#### [TASK ITEM]
List each line of the data in which the string "expected" appears.

#### [Dataset items]

##########

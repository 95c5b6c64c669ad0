use miette::Diagnostic;
use protogen_schema::{Kind, Location, NodeRole, SchemaError};
use smol_str::SmolStr;
use thiserror::Error;

/// Type resolution errors. All of them are fatal to a generation run.
#[derive(Debug, Error, Diagnostic)]
pub enum ResolveError {
    /// Registry failures, most commonly an unresolved `$ref`, passed through as is.
    #[error(transparent)]
    #[diagnostic(transparent)]
    Schema(#[from] SchemaError),

    #[error("Array {role} in {location} has no `items` descriptor")]
    #[diagnostic(code(protogen::types::malformed_array))]
    MalformedArray { role: NodeRole, location: Location },

    #[error("Ambiguous {role} in {location}: declares both `type: {kind}` and `$ref: {reference}`")]
    #[diagnostic(
        code(protogen::types::ambiguous_type),
        help("a node names its type either inline with `type` or by `$ref`, never both")
    )]
    AmbiguousType {
        role: NodeRole,
        kind: Kind,
        reference: SmolStr,
        location: Location,
    },

    #[error("The {role} in {location} declares neither `type` nor `$ref`")]
    #[diagnostic(code(protogen::types::missing_type))]
    MissingType { role: NodeRole, location: Location },

    #[error("Type mismatch in {location}: expected {expected}, found {found}")]
    #[diagnostic(code(protogen::types::mismatch))]
    Mismatch {
        expected: &'static str,
        found: String,
        location: Location,
    },
}

impl ResolveError {
    /// The declaring location of the offending node, when known.
    pub fn location(&self) -> Option<&Location> {
        match self {
            ResolveError::Schema(error) => error.location(),
            ResolveError::MalformedArray { location, .. }
            | ResolveError::AmbiguousType { location, .. }
            | ResolveError::MissingType { location, .. }
            | ResolveError::Mismatch { location, .. } => Some(location),
        }
    }
}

##########

#### [REPLY]
    #[error("Type mismatch in {location}: expected {expected}, found {found}")]
        expected: &'static str,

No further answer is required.